* _Task_: With the line containing "else into single" as the start and the line containing "let base = slugify(text);" as the end, transcribe that span of the entries below exactly, including both.

··· Records for the exercise ···

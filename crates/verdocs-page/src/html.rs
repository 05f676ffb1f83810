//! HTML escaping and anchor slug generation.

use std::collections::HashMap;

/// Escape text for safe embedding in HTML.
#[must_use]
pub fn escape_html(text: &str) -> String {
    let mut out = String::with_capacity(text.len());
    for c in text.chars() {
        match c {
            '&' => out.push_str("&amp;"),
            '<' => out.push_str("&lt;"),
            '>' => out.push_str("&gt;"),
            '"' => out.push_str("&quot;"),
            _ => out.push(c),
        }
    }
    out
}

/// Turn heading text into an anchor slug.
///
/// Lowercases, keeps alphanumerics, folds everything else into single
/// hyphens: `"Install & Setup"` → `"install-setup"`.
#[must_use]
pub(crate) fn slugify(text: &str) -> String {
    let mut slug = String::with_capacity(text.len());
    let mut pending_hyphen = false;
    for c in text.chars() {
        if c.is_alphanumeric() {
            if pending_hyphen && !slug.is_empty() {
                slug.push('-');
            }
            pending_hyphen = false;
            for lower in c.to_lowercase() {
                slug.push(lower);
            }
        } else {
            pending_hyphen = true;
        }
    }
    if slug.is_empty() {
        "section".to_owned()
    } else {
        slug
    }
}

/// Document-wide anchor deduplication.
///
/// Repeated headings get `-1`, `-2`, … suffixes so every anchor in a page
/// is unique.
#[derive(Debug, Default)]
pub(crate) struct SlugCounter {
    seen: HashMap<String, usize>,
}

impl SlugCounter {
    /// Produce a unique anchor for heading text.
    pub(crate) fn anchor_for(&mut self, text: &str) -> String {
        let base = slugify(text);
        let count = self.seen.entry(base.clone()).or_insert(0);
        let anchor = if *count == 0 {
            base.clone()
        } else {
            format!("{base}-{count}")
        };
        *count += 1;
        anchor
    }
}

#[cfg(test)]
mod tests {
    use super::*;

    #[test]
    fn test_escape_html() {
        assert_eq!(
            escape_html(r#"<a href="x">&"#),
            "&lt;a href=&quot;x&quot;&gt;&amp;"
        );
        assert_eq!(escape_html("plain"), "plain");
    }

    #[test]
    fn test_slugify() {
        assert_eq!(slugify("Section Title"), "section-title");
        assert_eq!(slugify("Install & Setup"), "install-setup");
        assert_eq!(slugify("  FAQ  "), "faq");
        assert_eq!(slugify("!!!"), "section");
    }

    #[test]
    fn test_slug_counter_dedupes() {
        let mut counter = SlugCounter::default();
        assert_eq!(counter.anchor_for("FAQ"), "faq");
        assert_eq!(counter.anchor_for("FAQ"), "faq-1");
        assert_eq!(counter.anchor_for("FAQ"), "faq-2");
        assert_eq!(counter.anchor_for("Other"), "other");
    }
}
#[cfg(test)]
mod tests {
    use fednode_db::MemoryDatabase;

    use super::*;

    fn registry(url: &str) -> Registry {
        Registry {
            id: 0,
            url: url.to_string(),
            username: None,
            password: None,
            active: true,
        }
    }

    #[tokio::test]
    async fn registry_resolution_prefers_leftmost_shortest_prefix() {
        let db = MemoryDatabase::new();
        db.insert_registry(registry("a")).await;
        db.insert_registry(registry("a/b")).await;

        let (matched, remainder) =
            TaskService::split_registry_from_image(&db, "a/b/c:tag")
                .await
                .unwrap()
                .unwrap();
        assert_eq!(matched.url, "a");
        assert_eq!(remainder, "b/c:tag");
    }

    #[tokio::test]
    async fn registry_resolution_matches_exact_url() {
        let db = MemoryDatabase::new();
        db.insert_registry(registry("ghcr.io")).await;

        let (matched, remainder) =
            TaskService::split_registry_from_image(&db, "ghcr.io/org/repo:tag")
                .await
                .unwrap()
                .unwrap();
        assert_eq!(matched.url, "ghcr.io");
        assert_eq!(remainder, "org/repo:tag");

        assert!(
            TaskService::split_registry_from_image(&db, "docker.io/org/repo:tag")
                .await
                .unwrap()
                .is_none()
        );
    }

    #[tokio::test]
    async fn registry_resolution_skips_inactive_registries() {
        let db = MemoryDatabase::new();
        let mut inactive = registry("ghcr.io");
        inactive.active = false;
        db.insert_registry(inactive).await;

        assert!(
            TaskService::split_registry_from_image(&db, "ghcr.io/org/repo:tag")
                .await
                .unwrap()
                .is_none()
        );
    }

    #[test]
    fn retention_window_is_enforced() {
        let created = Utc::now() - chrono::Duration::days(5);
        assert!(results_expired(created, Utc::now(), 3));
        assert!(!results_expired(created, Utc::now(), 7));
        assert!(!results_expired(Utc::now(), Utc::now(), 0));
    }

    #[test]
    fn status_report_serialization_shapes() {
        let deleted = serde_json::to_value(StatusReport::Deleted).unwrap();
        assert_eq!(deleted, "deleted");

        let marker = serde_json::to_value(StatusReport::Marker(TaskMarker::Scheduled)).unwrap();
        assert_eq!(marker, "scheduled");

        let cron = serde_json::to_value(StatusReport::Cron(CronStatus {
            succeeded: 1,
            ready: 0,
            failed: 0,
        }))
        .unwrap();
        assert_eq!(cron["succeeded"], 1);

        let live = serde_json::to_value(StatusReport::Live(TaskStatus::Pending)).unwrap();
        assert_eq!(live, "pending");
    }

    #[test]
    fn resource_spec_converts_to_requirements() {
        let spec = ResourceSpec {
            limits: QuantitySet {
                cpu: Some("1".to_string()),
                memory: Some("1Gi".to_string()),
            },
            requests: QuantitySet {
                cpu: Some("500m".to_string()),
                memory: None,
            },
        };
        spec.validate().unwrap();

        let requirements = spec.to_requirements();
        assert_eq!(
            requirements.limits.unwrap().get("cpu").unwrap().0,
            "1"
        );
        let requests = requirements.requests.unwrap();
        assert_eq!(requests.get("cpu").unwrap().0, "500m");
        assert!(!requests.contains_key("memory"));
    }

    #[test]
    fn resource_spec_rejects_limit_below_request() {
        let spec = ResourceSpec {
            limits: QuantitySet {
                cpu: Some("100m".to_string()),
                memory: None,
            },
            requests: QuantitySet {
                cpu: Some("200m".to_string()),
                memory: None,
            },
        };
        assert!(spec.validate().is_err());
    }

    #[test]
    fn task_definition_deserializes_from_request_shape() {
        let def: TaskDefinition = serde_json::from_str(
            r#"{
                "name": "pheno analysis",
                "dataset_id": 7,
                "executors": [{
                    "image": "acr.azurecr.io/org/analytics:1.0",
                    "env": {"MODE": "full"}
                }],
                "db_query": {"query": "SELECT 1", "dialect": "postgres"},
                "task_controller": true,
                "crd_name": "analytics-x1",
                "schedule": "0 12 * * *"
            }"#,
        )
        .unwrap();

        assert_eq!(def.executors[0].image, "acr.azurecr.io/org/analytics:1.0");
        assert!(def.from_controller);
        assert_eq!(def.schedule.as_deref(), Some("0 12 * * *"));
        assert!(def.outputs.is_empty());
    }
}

···

* _Expected answer_:
/// Lowercases, keeps alphanumerics, folds everything else into single
/// hyphens: `"Install & Setup"` → `"install-setup"`.
#[must_use]
pub(crate) fn slugify(text: &str) -> String {
    let mut slug = String::with_capacity(text.len());
    let mut pending_hyphen = false;
    for c in text.chars() {
        if c.is_alphanumeric() {
            if pending_hyphen && !slug.is_empty() {
                slug.push('-');
            }
            pending_hyphen = false;
            for lower in c.to_lowercase() {
                slug.push(lower);
            }
        } else {
            pending_hyphen = true;
        }
    }
    if slug.is_empty() {
        "section".to_owned()
    } else {
        slug
    }
}

/// Document-wide anchor deduplication.
///
/// Repeated headings get `-1`, `-2`, … suffixes so every anchor in a page
/// is unique.
#[derive(Debug, Default)]
pub(crate) struct SlugCounter {
    seen: HashMap<String, usize>,
}

impl SlugCounter {
    /// Produce a unique anchor for heading text.
    pub(crate) fn anchor_for(&mut self, text: &str) -> String {
        let base = slugify(text);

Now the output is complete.